START Data provided

//! Integration tests for the outbound path: queued writes, direct writes and
//! their failure modes.

mod common;

use common::{Behavior, EventLog, Seen, harness};
use slirc_client::{Message, Plugin, Session, SessionState, WriteFailure};
use std::collections::HashMap;
use std::sync::{Arc, Mutex};
use std::thread;
use std::time::Duration;
use tokio::time::timeout;

/// Longer than the close grace period, shorter than a hung test.
const TEARDOWN_TIMEOUT: Duration = Duration::from_secs(10);

#[test]
fn test_writes_arrive_in_order() {
    let (service, mut listener) = harness(Behavior::Accept, |b| b);
    let session = service.connect("irc.test", 6667, Vec::<Arc<dyn Plugin>>::new());

    let lines = service.block_on(async {
        let mut peer = listener.accept().await.unwrap();
        session.write("NICK slirc").unwrap();
        session.write(b"USER slirc 0 * :slirc client").unwrap();
        session.send(&Message::privmsg("#chan", "hello there")).unwrap();
        session.quit(Some("bye")).unwrap();
        let mut lines = Vec::new();
        for _ in 0..4 {
            lines.push(peer.recv().await.unwrap());
        }
        lines
    });

    assert_eq!(
        lines,
        [
            "NICK slirc",
            "USER slirc 0 * :slirc client",
            "PRIVMSG #chan :hello there",
            "QUIT :bye",
        ]
    );
}

#[test]
fn test_writes_before_connect_are_sent_once_connected() {
    let (service, mut listener) = harness(Behavior::Accept, |b| b);
    let session = service.connect("irc.test", 6667, Vec::<Arc<dyn Plugin>>::new());
    assert_eq!(session.state(), SessionState::Resolving);
    session.write("NICK early").unwrap();

    let line = service.block_on(async {
        let mut peer = listener.accept().await.unwrap();
        peer.recv().await.unwrap()
    });

    assert_eq!(line, "NICK early");
}

#[test]
fn test_write_is_cut_at_line_break() {
    let (service, mut listener) = harness(Behavior::Accept, |b| b);
    let session = service.connect("irc.test", 6667, Vec::<Arc<dyn Plugin>>::new());

    let lines = service.block_on(async {
        let mut peer = listener.accept().await.unwrap();
        session.write("PRIVMSG #chan :hi\r\nQUIT :injected").unwrap();
        session.write("").unwrap();
        session.write("PING :next").unwrap();
        [peer.recv().await.unwrap(), peer.recv().await.unwrap()]
    });

    assert_eq!(lines, ["PRIVMSG #chan :hi", "PING :next"]);
}

#[test]
fn test_concurrent_writers_never_interleave() {
    let (service, mut listener) = harness(Behavior::Accept, |b| b.worker_threads(2));
    let session = service.connect("irc.test", 6667, Vec::<Arc<dyn Plugin>>::new());
    let mut peer = service.block_on(async {
        let peer = listener.accept().await.unwrap();
        session.wait_for_state(SessionState::Connected).await;
        peer
    });

    let writers: Vec<_> = ["alpha", "beta"]
        .into_iter()
        .map(|name| {
            let session = Arc::clone(&session);
            std::thread::spawn(move || {
                for i in 0..100 {
                    session
                        .write(format!("PRIVMSG #{name} :{name} {i}"))
                        .unwrap();
                }
            })
        })
        .collect();
    for writer in writers {
        writer.join().unwrap();
    }

    let lines = service.block_on(async {
        let mut lines = Vec::new();
        for _ in 0..200 {
            lines.push(peer.recv().await.unwrap());
        }
        lines
    });

    let mut next: HashMap<String, u32> = HashMap::new();
    for line in lines {
        let message: Message = line.parse().expect("interleaved line");
        let text = message.text().unwrap();
        let (name, i) = text.split_once(' ').unwrap();
        assert_eq!(message.params, [format!("#{name}")]);
        let expected = next.entry(name.to_string()).or_default();
        assert_eq!(i.parse::<u32>().unwrap(), *expected);
        *expected += 1;
    }
    assert_eq!(next["alpha"], 100);
    assert_eq!(next["beta"], 100);
}

#[test]
fn test_disconnect_flushes_queued_lines() {
    let (service, mut listener) = harness(Behavior::Accept, |b| b);
    let session = service.connect("irc.test", 6667, Vec::<Arc<dyn Plugin>>::new());

    let lines = service.block_on(async {
        let mut peer = listener.accept().await.unwrap();
        session.wait_for_state(SessionState::Connected).await;
        for i in 0..3 {
            session.privmsg("#chan", &i.to_string()).unwrap();
        }
        session.disconnect();

        let mut lines = Vec::new();
        for _ in 0..3 {
            lines.push(peer.recv().await.unwrap());
        }
        peer.expect_eof().await.unwrap();
        lines
    });

    assert_eq!(
        lines,
        ["PRIVMSG #chan :0", "PRIVMSG #chan :1", "PRIVMSG #chan :2"]
    );
}

#[test]
fn test_disconnect_completes_when_peer_stops_reading() {
    let (service, mut listener) = harness(Behavior::Accept, |b| b.worker_threads(2));
    let log = EventLog::new();
    let session = service.connect("irc.test", 6667, [log.recorder("session") as Arc<dyn Plugin>]);

    // The peer stays open but never reads, so the transport fills up.
    let _peer = service.block_on(async {
        let peer = listener.accept().await.unwrap();
        session.wait_for_state(SessionState::Connected).await;
        peer
    });

    let text = "x".repeat(400);
    for _ in 0..1000 {
        session.privmsg("#chan", &text).unwrap();
    }
    session.disconnect();

    let state = service.block_on(async {
        timeout(
            TEARDOWN_TIMEOUT,
            session.wait_for_state(SessionState::Disconnected),
        )
        .await
    });
    assert_eq!(state.ok(), Some(SessionState::Disconnected));
    assert_eq!(log.seen_by("session"), vec![Seen::Connect, Seen::Disconnect]);
    assert_eq!(service.handle().session_count(), 0);
}

#[test]
fn test_blocked_write_sync_fails_on_disconnect() {
    let (service, mut listener) = harness(Behavior::Accept, |b| b.worker_threads(2));
    let session = service.connect("irc.test", 6667, Vec::<Arc<dyn Plugin>>::new());

    let _peer = service.block_on(async {
        let peer = listener.accept().await.unwrap();
        session.wait_for_state(SessionState::Connected).await;
        peer
    });

    // Four times the transport's buffer: the write cannot complete.
    let line = format!("PRIVMSG #chan :{}", "x".repeat(256 * 1024));
    let writer = thread::spawn({
        let session = Arc::clone(&session);
        move || session.write_sync(line)
    });

    thread::sleep(Duration::from_millis(200));
    session.disconnect();

    let outcome = writer.join().unwrap();
    assert!(matches!(outcome, Err(WriteFailure::Closed)));

    let state = service.block_on(async {
        timeout(
            TEARDOWN_TIMEOUT,
            session.wait_for_state(SessionState::Disconnected),
        )
        .await
    });
    assert_eq!(state.ok(), Some(SessionState::Disconnected));
}

#[test]
fn test_write_after_disconnect_is_closed() {
    let (service, mut listener) = harness(Behavior::Accept, |b| b);
    let session = service.connect("irc.test", 6667, Vec::<Arc<dyn Plugin>>::new());

    service.block_on(async {
        let _peer = listener.accept().await.unwrap();
        session.wait_for_state(SessionState::Connected).await;
        session.disconnect();
    });

    assert!(matches!(session.write("PING :x"), Err(WriteFailure::Closed)));
    assert!(matches!(session.notice("#chan", "x"), Err(WriteFailure::Closed)));
    assert!(matches!(session.write_sync("PING :x"), Err(WriteFailure::Closed)));

    service.block_on(session.wait_for_state(SessionState::Disconnected));
    assert!(matches!(session.pong("x"), Err(WriteFailure::Closed)));
}

#[test]
fn test_write_sync_from_outside_the_runtime() {
    let (service, mut listener) = harness(Behavior::Accept, |b| b.worker_threads(1));
    let session = service.connect("irc.test", 6667, Vec::<Arc<dyn Plugin>>::new());

    let mut peer = service.block_on(async {
        let peer = listener.accept().await.unwrap();
        session.wait_for_state(SessionState::Connected).await;
        peer
    });

    session.write_sync("PRIVMSG #chan :direct").unwrap();

    let line = service.block_on(peer.recv()).unwrap();
    assert_eq!(line, "PRIVMSG #chan :direct");
}

/// Tries a blocking write from inside a callback.
#[derive(Default)]
struct BlockingWriter {
    outcome: Mutex<Option<Result<(), WriteFailure>>>,
}

impl Plugin for BlockingWriter {
    fn on_connect(&self, session: &Session) {
        *self.outcome.lock().unwrap() = Some(session.write_sync("NICK blocked"));
    }
}

#[test]
fn test_write_sync_refused_on_runtime_thread() {
    let (service, mut listener) = harness(Behavior::Accept, |b| b);
    let plugin = Arc::new(BlockingWriter::default());
    let session = service.connect(
        "irc.test",
        6667,
        [Arc::clone(&plugin) as Arc<dyn Plugin>],
    );

    service.block_on(async {
        let _peer = listener.accept().await.unwrap();
        session.wait_for_state(SessionState::Connected).await;
        tokio::task::yield_now().await;
        assert!(matches!(
            session.write_sync("NICK inside"),
            Err(WriteFailure::BlockingInRuntime)
        ));
    });

    assert!(matches!(
        plugin.outcome.lock().unwrap().take(),
        Some(Err(WriteFailure::BlockingInRuntime))
    ));
}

END Data provided

### Exercise
Counting only lines that contain the string "EventLog", say how many appear in the listing above, with the number as the entire reply.

### Exercise result
2